▶ **EXERCISE REQUIREMENTS**
In the listing below, find each line that holds the string "wide" and copy it.

INPUT FOR THIS TASK START

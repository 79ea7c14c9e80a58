use crate::config::DatabaseConfig;
use crate::error::ShardError;
use crate::value::Value;
use std::time::Duration;

/// Result of a mutating statement.
#[derive(Debug, Clone, Copy, Default)]
pub struct ExecResult {
    pub last_insert_id: i64,
    pub rows_affected: u64,
}

impl ExecResult {
    pub fn new(last_insert_id: i64, rows_affected: u64) -> Self {
        Self {
            last_insert_id,
            rows_affected,
        }
    }
}

/// One result row.
pub type Row = Vec<Value>;

/// Row set returned by a read statement.
#[derive(Debug, Clone, Default)]
pub struct Rows {
    pub columns: Vec<String>,
    pub rows: Vec<Row>,
}

impl Rows {
    pub fn empty() -> Self {
        Self::default()
    }

    pub fn is_empty(&self) -> bool {
        self.rows.is_empty()
    }

    /// Append another row set, keeping this set's column metadata when the
    /// other carries none. Used by scatter reads to concatenate per-shard
    /// results in shard order.
    pub fn extend(&mut self, other: Rows) {
        if self.columns.is_empty() {
            self.columns = other.columns;
        }
        self.rows.extend(other.rows);
    }

    /// The first cell of the first row coerced to an integer, for
    /// `SELECT COUNT(*)`-shaped queries.
    pub fn scalar_i64(&self) -> Option<i64> {
        match self.rows.first().and_then(|row| row.first()) {
            Some(Value::Int(i)) => Some(*i),
            Some(Value::UInt(u)) => i64::try_from(*u).ok(),
            _ => None,
        }
    }
}

/// Pool settings forwarded to every opened backend.
#[derive(Debug, Clone, Copy, Default, PartialEq)]
pub struct PoolOptions {
    pub max_idle_conns: Option<u32>,
    pub max_open_conns: Option<u32>,
    pub conn_max_lifetime: Option<Duration>,
}

#[derive(Debug, Clone, Copy, PartialEq, Eq)]
pub enum IsolationLevel {
    ReadUncommitted,
    ReadCommitted,
    RepeatableRead,
    Serializable,
}

/// Options for `begin_with_options`.
#[derive(Debug, Clone, Copy, Default)]
pub struct TxOptions {
    pub isolation: Option<IsolationLevel>,
    pub read_only: bool,
}

/// An open handle to one physical backend.
///
/// Implementations must be thread-safe; the middleware calls them from any
/// thread. `begin` opens a dedicated physical connection for the local
/// transaction so that statements executed outside the transaction (scatter
/// reads in particular) do not land inside it.
pub trait BackendConnection: Send + Sync {
    /// Stable DSN identifying this backend. Transaction enlistment and
    /// commit ordering key off this string.
    fn dsn(&self) -> &str;

    /// Execute a mutating statement with `?` placeholder binding.
    fn exec(&self, sql: &str, args: &[Value]) -> Result<ExecResult, ShardError>;

    /// Execute a read statement with `?` placeholder binding.
    fn query(&self, sql: &str, args: &[Value]) -> Result<Rows, ShardError>;

    /// Open a local transaction on a dedicated connection.
    fn begin(&self, options: &TxOptions) -> Result<Box<dyn BackendTransaction>, ShardError>;

    /// Apply pool settings. Drivers without a pool acknowledge and log.
    fn set_pool_options(&self, _options: &PoolOptions) -> Result<(), ShardError> {
        Ok(())
    }

    /// Cancel the in-flight statement, when the backend supports it.
    fn cancel_active(&self) -> Result<(), ShardError> {
        Err(ShardError::NotSupported(
            "statement cancellation not supported by this backend".to_string(),
        ))
    }

    fn close(&self) -> Result<(), ShardError>;
}

/// A local transaction on one backend.
///
/// Single-owner: the coordinator drives it from one thread through `&mut`.
/// `commit` and `rollback` are idempotent once the transaction is finished.
pub trait BackendTransaction: Send {
    fn exec(&mut self, sql: &str, args: &[Value]) -> Result<ExecResult, ShardError>;

    fn query(&mut self, sql: &str, args: &[Value]) -> Result<Rows, ShardError>;

    fn commit(&mut self) -> Result<(), ShardError>;

    fn rollback(&mut self) -> Result<(), ShardError>;
}

/// Backend driver: connection factory plus the sequencer contract.
///
/// Implementations are registered by name in the [`Environment`] and looked
/// up through the `adapter` key of each table configuration.
///
/// [`Environment`]: crate::Environment
pub trait Adapter: Send + Sync + std::fmt::Debug {
    /// Registry key (e.g. `mysql`, `sqlite`).
    fn name(&self) -> &'static str;

    /// Build a DSN from the config and open a single connection handle.
    /// `query_string` is the application-supplied DSN fragment, forwarded
    /// unchanged (e.g. `parseTime=true`).
    fn open_connection(
        &self,
        config: &DatabaseConfig,
        query_string: &str,
    ) -> Result<Box<dyn BackendConnection>, ShardError>;

    /// Create the database if necessary. No-op on file-backed engines.
    fn exec_ddl(&self, config: &DatabaseConfig) -> Result<(), ShardError>;

    /// Read the current identifier from the per-table sequencer row.
    fn current_sequence_id(
        &self,
        conn: &dyn BackendConnection,
        table: &str,
    ) -> Result<i64, ShardError>;

    /// Atomically allocate and return the next identifier.
    fn next_sequence_id(
        &self,
        conn: &dyn BackendConnection,
        table: &str,
    ) -> Result<i64, ShardError>;

    /// Bootstrap the sequencer table on first run.
    fn create_sequencer_table_if_not_exists(
        &self,
        conn: &dyn BackendConnection,
        table: &str,
    ) -> Result<(), ShardError>;

    /// Seed the sequencer row on first run.
    fn insert_row_to_sequencer_if_not_exists(
        &self,
        conn: &dyn BackendConnection,
        table: &str,
    ) -> Result<(), ShardError>;
}
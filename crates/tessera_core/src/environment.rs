use crate::adapter::Adapter;
use crate::algorithm::{HashSlot, Modulo, ShardingAlgorithm};
use crate::error::ShardError;
use crate::transaction::WriteQuery;
use log::warn;
use once_cell::sync::Lazy;
use std::collections::HashMap;
use std::sync::{Arc, RwLock};

pub type AlgorithmFactory = Arc<dyn Fn() -> Box<dyn ShardingAlgorithm> + Send + Sync>;

/// Invoked with the full write log before any shard commits; an error
/// aborts the commit with no shard touched.
pub type BeforeCommitHook = Arc<dyn Fn(&[WriteQuery]) -> Result<(), ShardError> + Send + Sync>;

/// Invoked once after every enlisted shard committed.
pub type AfterCommitSuccessHook = Arc<dyn Fn() -> Result<(), ShardError> + Send + Sync>;

/// Invoked when commit failed; receives `is_critical` and the write entries
/// of the shards that failed to commit.
pub type AfterCommitFailureHook =
    Arc<dyn Fn(bool, &[WriteQuery]) -> Result<(), ShardError> + Send + Sync>;

/// Process-wide middleware state: the adapter registry, the algorithm
/// registry, and the commit-hook slots.
///
/// All registries are reader/writer locked; registration happens during
/// startup, before any statement runs. Most callers use [`global`], but an
/// isolated `Environment` can be built for tests or embedding.
pub struct Environment {
    adapters: RwLock<HashMap<String, Arc<dyn Adapter>>>,
    algorithms: RwLock<HashMap<String, AlgorithmFactory>>,
    before_commit: RwLock<Option<BeforeCommitHook>>,
    after_commit_success: RwLock<Option<AfterCommitSuccessHook>>,
    after_commit_failure: RwLock<Option<AfterCommitFailureHook>>,
}

impl Default for Environment {
    fn default() -> Self {
        Self::new()
    }
}

impl Environment {
    /// An environment with the built-in algorithms (modulo, hashmap)
    /// registered and no adapters.
    pub fn new() -> Self {
        let mut algorithms: HashMap<String, AlgorithmFactory> = HashMap::new();
        algorithms.insert(
            "modulo".to_string(),
            Arc::new(|| Box::new(Modulo) as Box<dyn ShardingAlgorithm>),
        );
        algorithms.insert(
            "hashmap".to_string(),
            Arc::new(|| Box::new(HashSlot::default()) as Box<dyn ShardingAlgorithm>),
        );

        Self {
            adapters: RwLock::new(HashMap::new()),
            algorithms: RwLock::new(algorithms),
            before_commit: RwLock::new(None),
            after_commit_success: RwLock::new(None),
            after_commit_failure: RwLock::new(None),
        }
    }

    /// Register a backend adapter under its name.
    ///
    /// Duplicate registration is logged and ignored (plugins may be loaded
    /// twice); the first registration wins.
    pub fn register_adapter(&self, adapter: Arc<dyn Adapter>) {
        let name = adapter.name().to_string();
        let mut adapters = self.adapters.write().expect("adapter registry poisoned");
        if adapters.contains_key(&name) {
            warn!("[REGISTRY] adapter {name} is already registered, keeping the first");
            return;
        }
        adapters.insert(name, adapter);
    }

    /// Look up an adapter by its registry name.
    pub fn adapter(&self, name: &str) -> Result<Arc<dyn Adapter>, ShardError> {
        self.adapters
            .read()
            .expect("adapter registry poisoned")
            .get(name)
            .cloned()
            .ok_or_else(|| {
                ShardError::invalid_config(format!("adapter {name} is not registered"))
            })
    }

    /// Register a sharding algorithm factory under `name`.
    ///
    /// # Panics
    ///
    /// Panics on duplicate registration; two algorithms under one name is a
    /// programmer error.
    pub fn register_algorithm(&self, name: &str, factory: AlgorithmFactory) {
        let mut algorithms = self
            .algorithms
            .write()
            .expect("algorithm registry poisoned");
        if algorithms.contains_key(name) {
            panic!("sharding algorithm {name} is already registered");
        }
        algorithms.insert(name.to_string(), factory);
    }

    /// Build a fresh algorithm instance. The empty name aliases the default
    /// (modulo).
    pub fn new_algorithm(&self, name: &str) -> Result<Box<dyn ShardingAlgorithm>, ShardError> {
        let name = if name.is_empty() { "modulo" } else { name };
        let algorithms = self.algorithms.read().expect("algorithm registry poisoned");
        let factory = algorithms.get(name).ok_or_else(|| {
            ShardError::invalid_config(format!("sharding algorithm {name} is not registered"))
        })?;
        Ok(factory())
    }

    // --- Commit hooks ---

    pub fn set_before_commit_hook(&self, hook: BeforeCommitHook) {
        *self.before_commit.write().expect("hook slot poisoned") = Some(hook);
    }

    pub fn set_after_commit_success_hook(&self, hook: AfterCommitSuccessHook) {
        *self
            .after_commit_success
            .write()
            .expect("hook slot poisoned") = Some(hook);
    }

    pub fn set_after_commit_failure_hook(&self, hook: AfterCommitFailureHook) {
        *self
            .after_commit_failure
            .write()
            .expect("hook slot poisoned") = Some(hook);
    }

    pub(crate) fn before_commit_hook(&self) -> Option<BeforeCommitHook> {
        self.before_commit.read().expect("hook slot poisoned").clone()
    }

    pub(crate) fn after_commit_success_hook(&self) -> Option<AfterCommitSuccessHook> {
        self.after_commit_success
            .read()
            .expect("hook slot poisoned")
            .clone()
    }

    pub(crate) fn after_commit_failure_hook(&self) -> Option<AfterCommitFailureHook> {
        self.after_commit_failure
            .read()
            .expect("hook slot poisoned")
            .clone()
    }
}

static GLOBAL: Lazy<Arc<Environment>> = Lazy::new(|| Arc::new(Environment::new()));

/// The process-wide environment used by the convenience constructors.
pub fn global() -> Arc<Environment> {
    GLOBAL.clone()
}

INPUT FOR THIS TASK END

▶ **RESULT OF THIS TASK**
/// Process-wide middleware state: the adapter registry, the algorithm
/// The process-wide environment used by the convenience constructors.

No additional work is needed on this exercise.